PowerLoom Framework:

             PowerLoom is designed to be an expressive language for knowledge representation and reasoning. As a result, PowerLoom is not a complete reasoning system but makes tradeoffs for completeness of inferences and expressivity vs. computational efficiency. It is interesting to note that Loom and PowerLoom were designed and implemented to solve real-world problems and the tradeoffs to make these problems computationally tractable have informed the design and implementation of these systems. PowerLoom does not make all possible inferences from concepts that it operates on. The PowerLoom distribution contains two very detailed examples for representing relationships between companies and for information dealing with airplanes. These examples are more detailed than the simpler example of data from news stories used in this chapter. We will look one of these examples (business rules and relations) and after working through this chapter, I encourage you to interactively experiment with the two examples that ship with PowerLoom. We will start by defining some terms used in PowerLoom: 

  • concept – the Java equivalent would be an instance of a class
  • relation – specifies a link between two concepts
  • function – functional mapping of one concept to another
  • rule – allows new concepts to be deduced without explicitly asserting them

A relation can specify the types of concepts that a relation connects.

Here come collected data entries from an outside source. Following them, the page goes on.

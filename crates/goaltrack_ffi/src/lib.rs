//! Flutter bridge for goaltrack core.

pub mod api;
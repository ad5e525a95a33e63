//! TOML-based core configuration.
//!
//! # Responsibility
//! - Load `goaltrack.toml` (storage, logging and streak settings).
//! - Apply `GOALTRACK_*` environment overrides on top of file values.
//! - Resolve the time zone used for streak day boundaries.
//!
//! # Invariants
//! - A missing config file yields defaults; a malformed one is an error.
//! - `utc_offset_minutes`, when set, stays within +/- 18 hours.

use crate::logging::default_log_level;
use chrono::{DateTime, FixedOffset, Local, Utc};
use serde::{Deserialize, Serialize};
use std::error::Error;
use std::fmt::{Display, Formatter};
use std::path::{Path, PathBuf};

pub const CONFIG_FILE_NAME: &str = "goaltrack.toml";
const DB_FILE_NAME: &str = "goaltrack.sqlite3";
const DB_PATH_ENV: &str = "GOALTRACK_DB_PATH";
const LOG_LEVEL_ENV: &str = "GOALTRACK_LOG_LEVEL";
const MAX_OFFSET_MINUTES: i32 = 18 * 60;

/// Storage settings.
#[derive(Debug, Clone, Default, PartialEq, Eq, Serialize, Deserialize)]
pub struct StorageConfig {
    /// SQLite file path. Defaults to the platform data dir.
    #[serde(default)]
    pub db_path: Option<PathBuf>,
}

/// Logging settings.
#[derive(Debug, Clone, PartialEq, Eq, Serialize, Deserialize)]
pub struct LoggingConfig {
    #[serde(default = "default_level")]
    pub level: String,
    /// Absolute log directory. Defaults to `<data dir>/logs`.
    #[serde(default)]
    pub dir: Option<PathBuf>,
}

/// Streak settings.
#[derive(Debug, Clone, PartialEq, Eq, Serialize, Deserialize)]
pub struct StreakConfig {
    #[serde(default = "default_history_limit")]
    pub history_limit: u32,
    /// Fixed day-boundary offset from UTC. `None` follows the host zone.
    #[serde(default)]
    pub utc_offset_minutes: Option<i32>,
}

/// Root configuration document.
#[derive(Debug, Clone, Default, PartialEq, Eq, Serialize, Deserialize)]
pub struct CoreConfig {
    #[serde(default)]
    pub storage: StorageConfig,
    #[serde(default)]
    pub logging: LoggingConfig,
    #[serde(default)]
    pub streak: StreakConfig,
}

fn default_level() -> String {
    default_log_level().to_string()
}

fn default_history_limit() -> u32 {
    30
}

impl Default for LoggingConfig {
    fn default() -> Self {
        Self {
            level: default_level(),
            dir: None,
        }
    }
}

impl Default for StreakConfig {
    fn default() -> Self {
        Self {
            history_limit: default_history_limit(),
            utc_offset_minutes: None,
        }
    }
}

/// Configuration load/save errors.
#[derive(Debug)]
pub enum ConfigError {
    Io {
        path: PathBuf,
        source: std::io::Error,
    },
    Parse {
        path: PathBuf,
        source: toml::de::Error,
    },
    Serialize(toml::ser::Error),
    InvalidUtcOffset(i32),
}

impl Display for ConfigError {
    fn fmt(&self, f: &mut Formatter<'_>) -> std::fmt::Result {
        match self {
            Self::Io { path, source } => {
                write!(f, "config io error at `{}`: {source}", path.display())
            }
            Self::Parse { path, source } => {
                write!(f, "invalid config `{}`: {source}", path.display())
            }
            Self::Serialize(err) => write!(f, "config serialize failed: {err}"),
            Self::InvalidUtcOffset(minutes) => write!(
                f,
                "utc_offset_minutes must be within +/-{MAX_OFFSET_MINUTES}, got {minutes}"
            ),
        }
    }
}

impl Error for ConfigError {
    fn source(&self) -> Option<&(dyn Error + 'static)> {
        match self {
            Self::Io { source, .. } => Some(source),
            Self::Parse { source, .. } => Some(source),
            Self::Serialize(err) => Some(err),
            Self::InvalidUtcOffset(_) => None,
        }
    }
}

impl CoreConfig {
    /// Loads config from `path`, or defaults when the file does not exist.
    pub fn load(path: &Path) -> Result<Self, ConfigError> {
        let content = match std::fs::read_to_string(path) {
            Ok(content) => content,
            Err(err) if err.kind() == std::io::ErrorKind::NotFound => return Ok(Self::default()),
            Err(source) => {
                return Err(ConfigError::Io {
                    path: path.to_path_buf(),
                    source,
                })
            }
        };
        let config: Self = toml::from_str(&content).map_err(|source| ConfigError::Parse {
            path: path.to_path_buf(),
            source,
        })?;
        config.validate()?;
        Ok(config)
    }

    /// Loads config from `path` and applies process environment overrides.
    pub fn load_with_env(path: &Path) -> Result<Self, ConfigError> {
        let mut config = Self::load(path)?;
        config.apply_overrides(|key| std::env::var(key).ok());
        Ok(config)
    }

    /// Writes config as pretty TOML, creating parent directories.
    pub fn save(&self, path: &Path) -> Result<(), ConfigError> {
        let content = toml::to_string_pretty(self).map_err(ConfigError::Serialize)?;
        if let Some(parent) = path.parent().filter(|dir| !dir.as_os_str().is_empty()) {
            std::fs::create_dir_all(parent).map_err(|source| ConfigError::Io {
                path: parent.to_path_buf(),
                source,
            })?;
        }
        std::fs::write(path, content).map_err(|source| ConfigError::Io {
            path: path.to_path_buf(),
            source,
        })
    }

    /// Applies `GOALTRACK_DB_PATH` / `GOALTRACK_LOG_LEVEL` from `lookup`.
    /// Blank values are ignored.
    pub fn apply_overrides(&mut self, lookup: impl Fn(&str) -> Option<String>) {
        if let Some(value) = non_blank(lookup(DB_PATH_ENV)) {
            self.storage.db_path = Some(PathBuf::from(value));
        }
        if let Some(value) = non_blank(lookup(LOG_LEVEL_ENV)) {
            self.logging.level = value;
        }
    }

    pub fn validate(&self) -> Result<(), ConfigError> {
        if let Some(minutes) = self.streak.utc_offset_minutes {
            if minutes.abs() > MAX_OFFSET_MINUTES {
                return Err(ConfigError::InvalidUtcOffset(minutes));
            }
        }
        Ok(())
    }

    /// Database path, defaulting to `<data dir>/goaltrack.sqlite3`.
    pub fn resolved_db_path(&self) -> PathBuf {
        self.storage
            .db_path
            .clone()
            .unwrap_or_else(|| data_dir().join(DB_FILE_NAME))
    }

    /// Log directory, defaulting to `<data dir>/logs`.
    pub fn resolved_log_dir(&self) -> PathBuf {
        self.logging
            .dir
            .clone()
            .unwrap_or_else(|| data_dir().join("logs"))
    }

    /// Expresses `now` in the zone whose calendar dates drive streaks.
    pub fn day_zone_now(&self, now: DateTime<Utc>) -> Result<DateTime<FixedOffset>, ConfigError> {
        match self.streak.utc_offset_minutes {
            Some(minutes) => {
                let offset = FixedOffset::east_opt(minutes * 60)
                    .ok_or(ConfigError::InvalidUtcOffset(minutes))?;
                Ok(now.with_timezone(&offset))
            }
            None => Ok(now.with_timezone(&Local).fixed_offset()),
        }
    }
}

/// Platform data directory for goaltrack files.
pub fn data_dir() -> PathBuf {
    dirs::data_local_dir()
        .unwrap_or_else(std::env::temp_dir)
        .join("goaltrack")
}

/// Default config file location.
pub fn default_config_path() -> PathBuf {
    data_dir().join(CONFIG_FILE_NAME)
}

fn non_blank(value: Option<String>) -> Option<String> {
    value
        .map(|raw| raw.trim().to_string())
        .filter(|trimmed| !trimmed.is_empty())
}
//! Milestone domain model.
//!
//! A milestone is a sub-task of one goal with its own completion flag and a
//! free-text activity log.

use crate::model::goal::GoalValidationError;
use chrono::{DateTime, Utc};
use serde::{Deserialize, Serialize};
use uuid::Uuid;

pub type MilestoneId = Uuid;
pub type MilestoneUpdateId = Uuid;

/// One activity log line of a milestone.
#[derive(Debug, Clone, PartialEq, Eq, Serialize, Deserialize)]
pub struct MilestoneUpdate {
    pub id: MilestoneUpdateId,
    pub text: String,
    pub timestamp: DateTime<Utc>,
}

impl MilestoneUpdate {
    pub fn new(text: impl Into<String>, timestamp: DateTime<Utc>) -> Self {
        Self {
            id: Uuid::new_v4(),
            text: text.into(),
            timestamp,
        }
    }
}

/// Goal sub-task.
#[derive(Debug, Clone, PartialEq, Eq, Serialize, Deserialize)]
pub struct Milestone {
    pub id: MilestoneId,
    pub text: String,
    pub completed: bool,
    /// Activity log in insertion order.
    #[serde(default)]
    pub updates: Vec<MilestoneUpdate>,
}

impl Milestone {
    /// Creates an open milestone with an empty activity log.
    pub fn new(text: impl Into<String>) -> Self {
        Self {
            id: Uuid::new_v4(),
            text: text.into(),
            completed: false,
            updates: Vec::new(),
        }
    }

    pub fn validate(&self) -> Result<(), GoalValidationError> {
        if self.text.trim().is_empty() {
            return Err(GoalValidationError::EmptyMilestoneText(self.id));
        }
        Ok(())
    }
}
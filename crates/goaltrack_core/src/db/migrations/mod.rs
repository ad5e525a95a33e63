//! SQLite migration registry and executor.
//!
//! # Responsibility
//! - Register schema migrations in strictly increasing order.
//! - Apply pending migrations atomically.
//!
//! # Invariants
//! - `version` values must remain monotonic.
//! - Applied migration version is mirrored to `PRAGMA user_version`.

use crate::db::{DbError, DbResult};
use log::info;
use rusqlite::Connection;

#[derive(Debug, Clone, Copy)]
struct Migration {
    version: u32,
    name: &'static str,
    sql: &'static str,
}

const MIGRATIONS: &[Migration] = &[
    Migration {
        version: 1,
        name: "goals",
        sql: include_str!("0001_goals.sql"),
    },
    Migration {
        version: 2,
        name: "streak_history",
        sql: include_str!("0002_streak_history.sql"),
    },
    Migration {
        version: 3,
        name: "notifications",
        sql: include_str!("0003_notifications.sql"),
    },
];

/// Returns the latest migration version known by this binary.
pub fn latest_version() -> u32 {
    MIGRATIONS.last().map_or(0, |migration| migration.version)
}

/// Reads the schema version stored in `PRAGMA user_version`.
pub fn schema_version(conn: &Connection) -> DbResult<u32> {
    let version = conn.query_row("PRAGMA user_version;", [], |row| row.get::<_, u32>(0))?;
    Ok(version)
}

/// Applies all pending migrations on the provided connection.
pub fn apply_migrations(conn: &mut Connection) -> DbResult<()> {
    let current_version = schema_version(conn)?;
    let latest = latest_version();

    if current_version > latest {
        return Err(DbError::UnsupportedSchemaVersion {
            db_version: current_version,
            latest_supported: latest,
        });
    }

    if current_version == latest {
        return Ok(());
    }

    let tx = conn.transaction()?;
    for migration in MIGRATIONS {
        if migration.version <= current_version {
            continue;
        }

        tx.execute_batch(migration.sql)?;
        tx.execute_batch(&format!("PRAGMA user_version = {};", migration.version))?;
        info!(
            "event=db_migrate module=db status=ok version={} name={}",
            migration.version, migration.name
        );
    }
    tx.commit()?;

    Ok(())
}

An example will make this clear and introduce the Lisp-like syntax of PowerLoom statements:

;;; Concepts:

(defconcept person)

(defconcept parent (?p person))

;;; Relation:

(defrelation parent-of ((?p1 parent) (?p2 person)))

Here I have defined two concepts: person and parent. Note that we have a hierarchy of concept types here: the parent is a more specific concept type than the person concept. All instances that are parents are also of type person. The relation parent of links a parent concept to a person concept.